SEOUL, South Korea (AP) — The heir of the Samsung business empire bowed deep in apology Tuesday as criticism mounted over a Samsung hospital's role in spreading Middle East respiratory syndrome in South Korea.
Lee Jae-yong, 47, apologized to MERS victims and patients in his first public speech since taking over the Samsung Foundation last month. He succeeded his ailing father in leading the charity foundation that owns Samsung Medical Center.
Out of 175 MERS patients in South Korea, 85 were patients, relatives, staff or visitors at the Samsung hospital in Seoul. One of the MERS patients was a Samsung contract worker who was not quarantined and continued to work at the hospital until confirmed to have the disease.

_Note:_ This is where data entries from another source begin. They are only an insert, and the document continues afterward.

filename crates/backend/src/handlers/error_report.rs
use axum::{extract::State, http::StatusCode, Json};
use contracts::shared::diagnostics::{ErrorReport, ErrorReportAccepted};

use crate::shared::error::AppError;
use crate::shared::logger::CATEGORY_ERROR_BOUNDARY;
use crate::shared::state::AppState;

/// POST /api/error-report
///
/// Принимает отчёт от error boundary дашборда и сохраняет его в журнале.
pub async fn create(
    State(state): State<AppState>,
    Json(report): Json<ErrorReport>,
) -> Result<(StatusCode, Json<ErrorReportAccepted>), AppError> {
    if report.message.trim().is_empty() {
        return Err(AppError::Validation("message must not be empty".into()));
    }

    tracing::warn!(
        app = %report.app,
        url = report.url.as_deref().unwrap_or("-"),
        "client error reported: {}",
        report.message.trim()
    );
    if let Some(stack) = &report.component_stack {
        tracing::debug!("component stack: {}", stack);
    }

    let id = state
        .diagnostics
        .client(CATEGORY_ERROR_BOUNDARY, report.summary());

    Ok((StatusCode::ACCEPTED, Json(ErrorReportAccepted { id })))
}
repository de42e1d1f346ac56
use axum::{
    async_trait,
    extract::{FromRequestParts, Query},
    http::request::Parts,
};
use contracts::system::auth::CallerContext;
use contracts::system::routes::RoleQuery;
use std::convert::Infallible;

use super::session;
use crate::shared::state::AppState;

/// Extractor for the caller of a registry endpoint.
///
/// Role comes from the `role` query parameter, falling back to the role header
/// set by the gateway. Credential presence comes from the request headers.
/// Usage in handlers: `async fn handler(Caller(caller): Caller) -> Response`
pub struct Caller(pub CallerContext);

#[async_trait]
impl FromRequestParts<AppState> for Caller {
    type Rejection = Infallible;

    async fn from_request_parts(
        parts: &mut Parts,
        state: &AppState,
    ) -> Result<Self, Self::Rejection> {
        let from_header = session::caller_from_headers(&parts.headers, &state.config.auth.role_header);

        let query_role = Query::<RoleQuery>::try_from_uri(&parts.uri)
            .ok()
            .and_then(|Query(q)| q.role)
            .filter(|r| !r.is_empty());

        let role = query_role.or(from_header.role);
        Ok(Caller(CallerContext::new(role, from_header.has_credential)))
    }
}
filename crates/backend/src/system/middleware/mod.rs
pub mod request_logger;
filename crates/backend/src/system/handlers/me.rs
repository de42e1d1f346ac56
use axum::{
    extract::State,
    http::{header::AUTHORIZATION, HeaderMap, StatusCode},
    response::{IntoResponse, Response},
    Json,
};

use crate::shared::state::AppState;

/// GET /api/v1/me
///
/// Proxies the caller profile from the identity gateway.
pub async fn current_user(State(state): State<AppState>, headers: HeaderMap) -> Response {
    let authorization = headers.get(AUTHORIZATION).and_then(|h| h.to_str().ok());

    match state.gateway.fetch_current_user(authorization).await {
        Ok(profile) => Json(profile).into_response(),
        Err(e) => {
            tracing::error!("Failed to fetch user info from {}: {}", state.gateway.base_url(), e);
            (
                StatusCode::INTERNAL_SERVER_ERROR,
                Json(serde_json::json!({ "error": "Failed to fetch user info" })),
            )
                .into_response()
        }
    }
}
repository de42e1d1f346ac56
//! Global fault handling
//!
//! `install` hooks process panics into the diagnostic log, `uninstall`
//! restores the default hook. Both are idempotent. The hook only records;
//! it never panics again and leaves recovery to the caller (tokio turns a
//! panicking task into a `JoinError`, axum keeps serving).

use std::any::Any;
use std::future::Future;
use std::sync::{Mutex, PoisonError};

use once_cell::sync::Lazy;
use tokio::task::JoinHandle;

use crate::shared::logger::{DiagnosticLog, CATEGORY_RUNTIME_PANIC, CATEGORY_TASK_FAILURE};

static HOOK_LOG: Lazy<Mutex<Option<DiagnosticLog>>> = Lazy::new(|| Mutex::new(None));

/// Returns false if a hook was already installed
pub fn install(log: &DiagnosticLog) -> bool {
    let mut slot = HOOK_LOG.lock().unwrap_or_else(PoisonError::into_inner);
    if slot.is_some() {
        return false;
    }
    *slot = Some(log.clone());
    drop(slot);

    std::panic::set_hook(Box::new(|info| {
        let message = panic_message(info.payload());
        let location = info
            .location()
            .map(|l| format!("{}:{}", l.file(), l.line()))
            .unwrap_or_else(|| "unknown location".to_string());

        tracing::error!(%location, "Admin runtime panic: {}", message);

        if let Some(log) = current_log() {
            log.server(
                CATEGORY_RUNTIME_PANIC,
                format!("Admin runtime panic: {message} ({location})"),
            );
        }
    }));

    tracing::info!("Global fault handler installed");
    true
}

/// Returns false if nothing was installed
pub fn uninstall() -> bool {
    let mut slot = HOOK_LOG.lock().unwrap_or_else(PoisonError::into_inner);
    if slot.take().is_none() {
        return false;
    }
    drop(slot);

    let _ = std::panic::take_hook();
    tracing::info!("Global fault handler removed");
    true
}

pub fn is_installed() -> bool {
    HOOK_LOG
        .lock()
        .unwrap_or_else(PoisonError::into_inner)
        .is_some()
}

fn current_log() -> Option<DiagnosticLog> {
    HOOK_LOG
        .lock()
        .unwrap_or_else(PoisonError::into_inner)
        .clone()
}

pub fn panic_message(payload: &(dyn Any + Send)) -> String {
    if let Some(s) = payload.downcast_ref::<&str>() {
        s.to_string()
    } else if let Some(s) = payload.downcast_ref::<String>() {
        s.clone()
    } else {
        "Unknown error".to_string()
    }
}

/// Spawn a background task whose panic or cancellation is recorded
/// instead of being silently dropped with the `JoinHandle`.
pub fn spawn_supervised<F>(log: DiagnosticLog, name: &'static str, task: F) -> JoinHandle<()>
where
    F: Future<Output = ()> + Send + 'static,
{
    let handle = tokio::spawn(task);

    tokio::spawn(async move {
        if let Err(e) = handle.await {
            let reason = if e.is_panic() {
                panic_message(&*e.into_panic())
            } else {
                "cancelled".to_string()
            };
            tracing::error!(task = name, "background task failed: {}", reason);
            log.server(
                CATEGORY_TASK_FAILURE,
                format!("Admin unhandled task failure: {name}: {reason}"),
            );
        }
    })
}

#[cfg(test)]
mod tests {
    use super::*;

    #[test]
    fn test_panic_message_payloads() {
        let text: Box<dyn Any + Send> = Box::new("static text");
        assert_eq!(panic_message(&*text), "static text");

        let owned: Box<dyn Any + Send> = Box::new(String::from("owned text"));
        assert_eq!(panic_message(&*owned), "owned text");

        let other: Box<dyn Any + Send> = Box::new(42u8);
        assert_eq!(panic_message(&*other), "Unknown error");
    }

    // Only test in this binary that touches the process-wide hook
    #[test]
    fn test_install_is_idempotent_and_records_panics() {
        let log = DiagnosticLog::new();

        assert!(install(&log));
        assert!(!install(&DiagnosticLog::new()));
        assert!(is_installed());

        let result = std::panic::catch_unwind(|| panic!("fault hook probe"));
        assert!(result.is_err());

        assert!(log
            .get_all_logs()
            .iter()
            .any(|e| e.category == CATEGORY_RUNTIME_PANIC
                && e.message.starts_with("Admin runtime panic: fault hook probe")));

        assert!(uninstall());
        assert!(!uninstall());
        assert!(!is_installed());
    }

    #[tokio::test]
    async fn test_supervised_task_panic_is_recorded() {
        let log = DiagnosticLog::new();
        let watcher = spawn_supervised(log.clone(), "exploding-task", async {
            panic!("task blew up");
        });
        watcher.await.unwrap();

        let entries = log.get_all_logs();
        assert_eq!(entries.len(), 1);
        assert_eq!(entries[0].category, CATEGORY_TASK_FAILURE);
        assert_eq!(
            entries[0].message,
            "Admin unhandled task failure: exploding-task: task blew up"
        );
    }

    #[tokio::test]
    async fn test_supervised_task_success_is_silent() {
        let log = DiagnosticLog::new();
        spawn_supervised(log.clone(), "quiet-task", async {}).await.unwrap();
        assert!(log.is_empty());
    }
}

Samsung Medical Center, one of the largest hospitals in South Korea, draws patients from around the country. The hospital stopped receiving patients last week.
"Our Samsung Medical Center could not stop the infection and the spread of MERS, causing so much pain and worry for the public," Lee said in a rare public speech that was televised nationwide on his 47th birthday. "I bow my head to apologize."
The MERS outbreak has killed 27 people since May.
In an editorial last week, South Korea's largest daily newspaper Chosun Ilbo called for an investigation into possible ties between authorities and Samsung Medical Center, asking why health officials did not step in early to oversee the hospital's response to the disease.
The spread of MERS through Samsung Medical Center is a major embarrassment for Lee who is expected to inherit South Korea's largest business group from his father.
Market watchers believe that Lee, vice chairman at Samsung Electronics Co. but not on the company's board, has yet to prove his ability to lead a conglomerate that does business in consumer electronics, shipbuilding, insurance, construction and amusement parks.
His father Lee Kun-hee, 73, chairman at Samsung Electronics Co., has been hospitalized at Samsung Medical Center since suffering a heart attack in May last year.